Using the material below, copy every line where "compose" appears.

(INPUT DATA)

==========

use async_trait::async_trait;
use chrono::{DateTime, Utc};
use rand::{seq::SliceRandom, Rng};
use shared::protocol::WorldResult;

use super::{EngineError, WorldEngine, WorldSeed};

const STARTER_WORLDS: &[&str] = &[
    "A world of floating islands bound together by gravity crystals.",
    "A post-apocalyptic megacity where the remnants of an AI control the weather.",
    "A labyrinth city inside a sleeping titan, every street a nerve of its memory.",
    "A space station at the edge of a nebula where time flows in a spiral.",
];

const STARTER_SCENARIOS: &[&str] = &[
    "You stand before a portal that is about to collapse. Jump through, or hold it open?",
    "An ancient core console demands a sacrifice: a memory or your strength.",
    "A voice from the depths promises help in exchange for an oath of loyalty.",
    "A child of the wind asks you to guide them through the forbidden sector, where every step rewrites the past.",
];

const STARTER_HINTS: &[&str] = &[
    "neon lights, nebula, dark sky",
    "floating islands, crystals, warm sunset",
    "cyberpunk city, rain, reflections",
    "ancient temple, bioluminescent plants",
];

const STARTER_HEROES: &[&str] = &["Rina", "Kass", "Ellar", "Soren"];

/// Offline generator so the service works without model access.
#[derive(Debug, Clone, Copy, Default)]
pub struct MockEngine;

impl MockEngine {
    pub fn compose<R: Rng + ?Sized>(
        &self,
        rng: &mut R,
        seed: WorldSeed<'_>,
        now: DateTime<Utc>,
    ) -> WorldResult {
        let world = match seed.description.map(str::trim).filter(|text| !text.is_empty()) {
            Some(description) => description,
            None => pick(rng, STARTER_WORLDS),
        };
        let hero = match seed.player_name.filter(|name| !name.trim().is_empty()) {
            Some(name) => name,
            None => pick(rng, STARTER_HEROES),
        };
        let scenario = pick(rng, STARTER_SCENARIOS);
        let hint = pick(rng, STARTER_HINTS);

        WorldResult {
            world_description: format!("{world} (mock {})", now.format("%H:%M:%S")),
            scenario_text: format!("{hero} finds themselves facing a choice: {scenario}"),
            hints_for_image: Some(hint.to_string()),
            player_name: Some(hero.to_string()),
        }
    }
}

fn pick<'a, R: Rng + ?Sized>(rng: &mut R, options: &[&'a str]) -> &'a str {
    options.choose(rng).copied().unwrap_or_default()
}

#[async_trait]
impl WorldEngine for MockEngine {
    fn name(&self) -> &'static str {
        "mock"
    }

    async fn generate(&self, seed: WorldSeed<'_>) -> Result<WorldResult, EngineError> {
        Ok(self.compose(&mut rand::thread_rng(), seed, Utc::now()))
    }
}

==========

(ANSWER TO THE EXERCISE)
    pub fn compose<R: Rng + ?Sized>(
        Ok(self.compose(&mut rand::thread_rng(), seed, Utc::now()))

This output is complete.